Your objective: Extract the data exactly, missing nothing.

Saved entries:
———
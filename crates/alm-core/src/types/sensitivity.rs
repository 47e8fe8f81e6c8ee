//! Per-product balance sensitivity to rate moves.

use crate::error::{AlmError, AlmResult};
use crate::limits::{check_bounded, MAX_SENSITIVITY};
use serde::{Deserialize, Serialize};
use std::collections::HashMap;

/// How a sensitivity lookup treats products missing from the table.
#[derive(Debug, Clone, Copy, PartialEq, Eq, Default, Hash, Serialize, Deserialize)]
#[serde(rename_all = "snake_case")]
pub enum SensitivityPolicy {
    /// Unknown products get a coefficient of zero.
    #[default]
    ZeroFallback,
    /// Unknown products are rejected.
    Strict,
}

/// Mapping from product name to the fractional balance change per 100bps.
///
/// A coefficient of `-0.01` means the balance shrinks by 1% for every
/// +100bps of rate shift. Keys match exactly (case and whitespace matter).
#[derive(Debug, Clone, Default, PartialEq, Serialize, Deserialize)]
#[serde(try_from = "HashMap<String, f64>", into = "HashMap<String, f64>")]
pub struct RateSensitivityTable {
    coefficients: HashMap<String, f64>,
}

impl RateSensitivityTable {
    /// Creates an empty table.
    #[must_use]
    pub fn new() -> Self {
        Self::default()
    }

    /// Creates a table from product/coefficient pairs.
    ///
    /// # Errors
    ///
    /// Returns [`AlmError::InvalidInput`] if a coefficient is non-finite or
    /// larger in magnitude than [`MAX_SENSITIVITY`].
    pub fn from_pairs(pairs: &[(&str, f64)]) -> AlmResult<Self> {
        let mut table = Self::new();
        for (product, coefficient) in pairs {
            table.insert(*product, *coefficient)?;
        }
        Ok(table)
    }

    /// The behavioural sensitivities used for the sample balance sheet.
    #[must_use]
    pub fn standard() -> Self {
        let coefficients = [
            ("Fixed Mortgage", -0.01),
            ("HELOC", 0.005),
            ("Commercial Loan", -0.002),
            ("Investment Securities", 0.0),
            ("Core Checking", 0.001),
            ("Savings Account", 0.002),
            ("Time Deposits", 0.004),
            ("FHLB Advances", 0.0),
            ("Fed Funds Purchased", 0.0),
        ];
        Self {
            coefficients: coefficients
                .iter()
                .map(|(p, c)| ((*p).to_string(), *c))
                .collect(),
        }
    }

    /// Adds or replaces a coefficient.
    ///
    /// # Errors
    ///
    /// See [`RateSensitivityTable::insert`].
    pub fn with(mut self, product: impl Into<String>, coefficient: f64) -> AlmResult<Self> {
        self.insert(product, coefficient)?;
        Ok(self)
    }

    /// Adds or replaces a coefficient in place.
    ///
    /// # Errors
    ///
    /// Returns [`AlmError::InvalidInput`] if the coefficient is non-finite or
    /// larger in magnitude than [`MAX_SENSITIVITY`].
    pub fn insert(&mut self, product: impl Into<String>, coefficient: f64) -> AlmResult<()> {
        let product = product.into();
        check_bounded(
            &format!("rate sensitivity for '{product}'"),
            coefficient,
            MAX_SENSITIVITY,
        )?;
        self.coefficients.insert(product, coefficient);
        Ok(())
    }

    /// Returns the coefficient if the product is present.
    #[must_use]
    pub fn lookup(&self, product: &str) -> Option<f64> {
        self.coefficients.get(product).copied()
    }

    /// Returns true if the product has an explicit entry.
    #[must_use]
    pub fn contains(&self, product: &str) -> bool {
        self.coefficients.contains_key(product)
    }

    /// Total lookup: products absent from the table get zero.
    #[must_use]
    pub fn sensitivity(&self, product: &str) -> f64 {
        self.lookup(product).unwrap_or(0.0)
    }

    /// Lookup honouring the given policy.
    ///
    /// # Errors
    ///
    /// Returns [`AlmError::InvalidInput`] under [`SensitivityPolicy::Strict`]
    /// when the product has no entry.
    pub fn sensitivity_with(&self, product: &str, policy: SensitivityPolicy) -> AlmResult<f64> {
        match (self.lookup(product), policy) {
            (Some(c), _) => Ok(c),
            (None, SensitivityPolicy::ZeroFallback) => Ok(0.0),
            (None, SensitivityPolicy::Strict) => Err(AlmError::invalid_input(format!(
                "no rate sensitivity for product '{product}'"
            ))),
        }
    }

    /// Number of entries.
    #[must_use]
    pub fn len(&self) -> usize {
        self.coefficients.len()
    }

    /// Returns true if the table has no entries.
    #[must_use]
    pub fn is_empty(&self) -> bool {
        self.coefficients.is_empty()
    }
}

impl TryFrom<HashMap<String, f64>> for RateSensitivityTable {
    type Error = AlmError;

    fn try_from(coefficients: HashMap<String, f64>) -> AlmResult<Self> {
        let mut table = Self::new();
        for (product, coefficient) in coefficients {
            table.insert(product, coefficient)?;
        }
        Ok(table)
    }
}

impl From<RateSensitivityTable> for HashMap<String, f64> {
    fn from(table: RateSensitivityTable) -> Self {
        table.coefficients
    }
}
———
Reply:
filename crates/alm-core/src/types/sensitivity.rs
repository 47e8fe8f81e6c8ee
//! Per-product balance sensitivity to rate moves.

use crate::error::{AlmError, AlmResult};
use crate::limits::{check_bounded, MAX_SENSITIVITY};
use serde::{Deserialize, Serialize};
use std::collections::HashMap;

/// How a sensitivity lookup treats products missing from the table.
#[derive(Debug, Clone, Copy, PartialEq, Eq, Default, Hash, Serialize, Deserialize)]
#[serde(rename_all = "snake_case")]
pub enum SensitivityPolicy {
    /// Unknown products get a coefficient of zero.
    #[default]
    ZeroFallback,
    /// Unknown products are rejected.
    Strict,
}

/// Mapping from product name to the fractional balance change per 100bps.
///
/// A coefficient of `-0.01` means the balance shrinks by 1% for every
/// +100bps of rate shift. Keys match exactly (case and whitespace matter).
#[derive(Debug, Clone, Default, PartialEq, Serialize, Deserialize)]
#[serde(try_from = "HashMap<String, f64>", into = "HashMap<String, f64>")]
pub struct RateSensitivityTable {
    coefficients: HashMap<String, f64>,
}

impl RateSensitivityTable {
    /// Creates an empty table.
    #[must_use]
    pub fn new() -> Self {
        Self::default()
    }

    /// Creates a table from product/coefficient pairs.
    ///
    /// # Errors
    ///
    /// Returns [`AlmError::InvalidInput`] if a coefficient is non-finite or
    /// larger in magnitude than [`MAX_SENSITIVITY`].
    pub fn from_pairs(pairs: &[(&str, f64)]) -> AlmResult<Self> {
        let mut table = Self::new();
        for (product, coefficient) in pairs {
            table.insert(*product, *coefficient)?;
        }
        Ok(table)
    }

    /// The behavioural sensitivities used for the sample balance sheet.
    #[must_use]
    pub fn standard() -> Self {
        let coefficients = [
            ("Fixed Mortgage", -0.01),
            ("HELOC", 0.005),
            ("Commercial Loan", -0.002),
            ("Investment Securities", 0.0),
            ("Core Checking", 0.001),
            ("Savings Account", 0.002),
            ("Time Deposits", 0.004),
            ("FHLB Advances", 0.0),
            ("Fed Funds Purchased", 0.0),
        ];
        Self {
            coefficients: coefficients
                .iter()
                .map(|(p, c)| ((*p).to_string(), *c))
                .collect(),
        }
    }

    /// Adds or replaces a coefficient.
    ///
    /// # Errors
    ///
    /// See [`RateSensitivityTable::insert`].
    pub fn with(mut self, product: impl Into<String>, coefficient: f64) -> AlmResult<Self> {
        self.insert(product, coefficient)?;
        Ok(self)
    }

    /// Adds or replaces a coefficient in place.
    ///
    /// # Errors
    ///
    /// Returns [`AlmError::InvalidInput`] if the coefficient is non-finite or
    /// larger in magnitude than [`MAX_SENSITIVITY`].
    pub fn insert(&mut self, product: impl Into<String>, coefficient: f64) -> AlmResult<()> {
        let product = product.into();
        check_bounded(
            &format!("rate sensitivity for '{product}'"),
            coefficient,
            MAX_SENSITIVITY,
        )?;
        self.coefficients.insert(product, coefficient);
        Ok(())
    }

    /// Returns the coefficient if the product is present.
    #[must_use]
    pub fn lookup(&self, product: &str) -> Option<f64> {
        self.coefficients.get(product).copied()
    }

    /// Returns true if the product has an explicit entry.
    #[must_use]
    pub fn contains(&self, product: &str) -> bool {
        self.coefficients.contains_key(product)
    }

    /// Total lookup: products absent from the table get zero.
    #[must_use]
    pub fn sensitivity(&self, product: &str) -> f64 {
        self.lookup(product).unwrap_or(0.0)
    }

    /// Lookup honouring the given policy.
    ///
    /// # Errors
    ///
    /// Returns [`AlmError::InvalidInput`] under [`SensitivityPolicy::Strict`]
    /// when the product has no entry.
    pub fn sensitivity_with(&self, product: &str, policy: SensitivityPolicy) -> AlmResult<f64> {
        match (self.lookup(product), policy) {
            (Some(c), _) => Ok(c),
            (None, SensitivityPolicy::ZeroFallback) => Ok(0.0),
            (None, SensitivityPolicy::Strict) => Err(AlmError::invalid_input(format!(
                "no rate sensitivity for product '{product}'"
            ))),
        }
    }

    /// Number of entries.
    #[must_use]
    pub fn len(&self) -> usize {
        self.coefficients.len()
    }

    /// Returns true if the table has no entries.
    #[must_use]
    pub fn is_empty(&self) -> bool {
        self.coefficients.is_empty()
    }
}

impl TryFrom<HashMap<String, f64>> for RateSensitivityTable {
    type Error = AlmError;

    fn try_from(coefficients: HashMap<String, f64>) -> AlmResult<Self> {
        let mut table = Self::new();
        for (product, coefficient) in coefficients {
            table.insert(product, coefficient)?;
        }
        Ok(table)
    }
}

impl From<RateSensitivityTable> for HashMap<String, f64> {
    fn from(table: RateSensitivityTable) -> Self {
        table.coefficients
    }
}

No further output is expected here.